I'm black and Venus and Serena being black does nothing for me nor any of my tennis playing friends. You have no idea what you are talking about. :wavey:

Phunkadelicious
08-25-2006, 04:22 PM
The queers should stay in the closet with their high fashion and their tight boxer-briefs.

scoobs
08-25-2006, 04:23 PM
I'm black and Venus and Serena being black does nothing for me nor any of my tennis playing friends.
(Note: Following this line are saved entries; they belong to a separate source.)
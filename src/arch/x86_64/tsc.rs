// SPDX-License-Identifier: JOSSL-1.0
// Copyright (C) 2025 The Jotunheim Project
use core::arch::x86_64::_rdtsc;

use crate::arch::x86_64::cpuid;
use crate::platform::CpuOps;

#[inline]
pub fn rdtsc() -> u64 {
    // Safe to call on x86_64; serializing/ordering handled by callers.
    unsafe { _rdtsc() }
}

pub const fn gcd(mut a: u64, mut b: u64) -> u64 {
    while b != 0 {
        let t = a % b;
        a = b;
        b = t;
    }
    a
}

/// Cycle → nanosecond ratio, reduced so the hot path is one mul and one div.
#[derive(Debug, Clone, Copy, PartialEq, Eq)]
pub struct ClockScale {
    pub numer: u64,
    pub denom: u64,
}

impl ClockScale {
    /// e.g. 2500 MHz: gcd(1000, 2500) = 500, so ns = cycles * 2 / 5.
    pub const fn from_mhz(mhz: u64) -> Option<Self> {
        if mhz == 0 {
            return None;
        }
        let g = gcd(1000, mhz);
        Some(Self { numer: 1000 / g, denom: mhz / g })
    }

    pub const fn cycles_to_ns(&self, cycles: u64) -> u64 {
        (cycles as u128 * self.numer as u128 / self.denom as u128) as u64
    }
}

/// TSC rate the CPU advertises, if any (leaf 15H crystal ratio, then 16H).
pub fn tsc_hz_from_cpuid<P: CpuOps + ?Sized>(p: &P) -> Option<u64> {
    if let Some(leaf15) = cpuid::leaf(p, 0x15, 0) {
        let (den, num, crystal) = (leaf15.eax, leaf15.ebx, leaf15.ecx);
        if den != 0 && num != 0 && crystal != 0 {
            return Some(crystal as u64 * num as u64 / den as u64);
        }
    }
    let mhz = cpuid::leaf(p, 0x16, 0)?.eax & 0xFFFF;
    (mhz != 0).then(|| mhz as u64 * 1_000_000)
}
You have no idea what you are talking about. :wavey:
SO glad you've been appointed the ambassador for all black people in the world everywhere ever for all time, so what you say MUST be true.

AgassiDomination
08-25-2006, 04:24 PM
The queers should stay in the closet with their high fashion and their tight boxer-briefs.
:yeah:

Crip Walk Blunt
08-25-2006, 04:24 PM
you have accomplished very little here my dear.


:p because your hot?:hug:

Hey grammar Nazi, learn when to use "your" and "you're" before trying to make fun of the way someone types.
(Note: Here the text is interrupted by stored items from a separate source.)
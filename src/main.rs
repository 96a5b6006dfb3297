// SPDX-License-Identifier: JOSSL-1.0
// Copyright (C) 2025 The Jotunheim Project
#![no_std]
#![no_main]

use core::panic::PanicInfo;
use core::sync::atomic::{AtomicU32, AtomicUsize, Ordering};

use jotunheim_smp::arch::x86_64::hw::HwPlatform;
use jotunheim_smp::arch::x86_64::mmio_map::MmioWindow;
use jotunheim_smp::arch::x86_64::smp::Smp;
use jotunheim_smp::arch::x86_64::{idt, serial};
use jotunheim_smp::bootinfo::BootInfo;
use jotunheim_smp::config::SmpConfig;
use jotunheim_smp::irq::IrqController;
use jotunheim_smp::mem::{self, mapper, simple_alloc::TinyBump};
use jotunheim_smp::platform::{ClockSource, IntrHandler, IsrContext, KernelServices};
use linked_list_allocator::LockedHeap;
use spin::Once;
use x86_64::instructions::interrupts;

#[global_allocator]
static HEAP: LockedHeap = LockedHeap::empty();

type Machine = HwPlatform<KernelHooks>;

static PLATFORM: Once<Machine> = Once::new();
static SMP: Once<Smp<'static, Machine>> = Once::new();
static AP_STARTED: AtomicU32 = AtomicU32::new(0);
static TSS_SLOTS: AtomicUsize = AtomicUsize::new(0);

/// What the rest of the kernel offers bring-up.
struct KernelHooks;

impl KernelServices for KernelHooks {
    fn hook_intr(&self, intr: u8, handler: IntrHandler) {
        idt::hook(intr, handler);
    }

    fn unhook_intr(&self, intr: u8, handler: IntrHandler) {
        idt::unhook(intr, handler);
    }

    fn invoke_irq(&self, intr: u8, _irq: u8, ctx: *mut IsrContext) -> *mut IsrContext {
        idt::invoke(intr, ctx)
    }

    fn schedule_if_idle(&self, ctx: *mut IsrContext) -> *mut IsrContext {
        ctx
    }

    fn register_irq_controller(&self, controller: &'static dyn IrqController) {
        idt::set_controller(controller);
    }

    fn init_tss(&self, cpu_count: usize) {
        TSS_SLOTS.store(cpu_count, Ordering::SeqCst);
        log::debug!(target: "smp", "TSS slots for {} CPUs", cpu_count);
    }

    fn cpus_started(&self) -> u32 {
        AP_STARTED.load(Ordering::SeqCst)
    }

    fn smp_online(&self) {
        log::info!(target: "smp", "SMP online");
    }

    fn install_clock(&self, source: ClockSource) {
        log::info!(target: "smp", "clock source {:?}", source);
    }
}

fn halt() -> ! {
    loop {
        x86_64::instructions::hlt();
    }
}

fn lapic_eoi() {
    if let (Some(p), Some(smp)) = (PLATFORM.get(), SMP.get()) {
        smp.lapic().eoi(p);
    }
}

#[unsafe(no_mangle)]
#[unsafe(link_section = ".text._start")]
pub extern "C" fn _start(boot: &'static BootInfo) -> ! {
    interrupts::disable();
    unsafe {
        serial::init_com1();
    }
    let config = SmpConfig::from_bootinfo(boot);
    let _ = jotunheim_smp::logger::init(config.log_level);
    log::info!(target: "smp", "Jotunheim kernel starts");

    if let Err(e) = unsafe { mem::init_heap(&HEAP, boot) } {
        log::error!(target: "smp", "heap: {}", e);
        halt();
    }
    let mapper = match unsafe { mapper::active_offset_mapper(boot.hhdm_base) } {
        Ok(m) => m,
        Err(e) => {
            log::error!(target: "smp", "page tables: {}", e);
            halt();
        }
    };
    let frames = TinyBump::new(boot.pt_scratch_paddr, boot.pt_scratch_paddr + boot.pt_scratch_len);
    let platform =
        PLATFORM.call_once(|| HwPlatform::new(boot.hhdm_base, MmioWindow::new(mapper, frames), KernelHooks));

    idt::load();
    let smp = match Smp::bootstrap(platform, config) {
        Ok(smp) => SMP.call_once(|| smp),
        Err(e) => {
            log::error!(target: "smp", "bring-up failed: {}", e);
            halt();
        }
    };
    idt::set_eoi(lapic_eoi);
    smp.enable();

    interrupts::enable();
    let report = smp.start_smp();
    if !report.failed.is_empty() {
        log::warn!(target: "smp", "APs that never started: {:?}", report.failed);
    }
    log::info!(target: "smp", "{} timer ticks so far", idt::ticks());
    halt()
}

/// Entered from the real-mode trampoline on each AP, on its own stack.
#[unsafe(no_mangle)]
pub extern "C" fn ap_main() -> ! {
    idt::load();
    if let Some(smp) = SMP.get() {
        smp.ap_init();
    }
    AP_STARTED.fetch_add(1, Ordering::SeqCst);
    interrupts::enable();
    halt()
}

#[panic_handler]
fn panic(info: &PanicInfo) -> ! {
    jotunheim_smp::kprintln!("\n*** KERNEL PANIC ***\n{}", info);
    halt()
}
Fucking hypocrites. :rolleyes:

scoobs
08-25-2006, 04:25 PM
The queers should stay in the closet with their high fashion and their tight boxer-briefs.
Gay people should come out of the closet and we should bundle the stupid people in there instead.

It should be more socially unacceptable to be brain-numbingly DUMB than it is to be gay.

Crip Walk Blunt
08-25-2006, 04:25 PM
SO glad you've been appointed the ambassador for all black people in the world everywhere ever for all time, so what you say MUST be true.
Now you know how idiotic you sound speaking for all gay people. :wavey:

AgassiDomination
08-25-2006, 04:26 PM
SO glad you've been appointed the ambassador for all black people in the world everywhere ever for all time, so what you say MUST be true.
I don't look up to players from Pakistan or India either. It must be a gay thing.

_pyromatic
08-25-2006, 04:26 PM
I'm black and Venus and Serena being black does nothing for me nor any of my tennis playing friends. You have no idea what you are talking about. :wavey:
I know many black people that strongly disagree with you. :wavey:

Phunkadelicious
08-25-2006, 04:27 PM
:yeah:
Is it nice and snug in there?

scoobs
08-25-2006, 04:27 PM
Now you know how idiotic you sound speaking for all gay people. :wavey:
I don't claim to be. Some gay people don't give a damn one way or the other. Some gay people hate tennis. Some gay people are quite happy in their closet, much as I find that bizarre - that's their choice.

You apparently believe that just because you and your friends don't feel a certain way someone else's entire argument falls to the ground for all other black people.

AgassiDomination
08-25-2006, 04:29 PM
Is it nice and snug in there?
Har-har guffaw!

Sjengster
08-25-2006, 04:29 PM
Gay people should come out of the closet and we should bundle the stupid people in there instead.

It should be more socially unacceptable to be brain-numbingly DUMB than it is to be gay.

We'd never survive the depopulation if that was the case.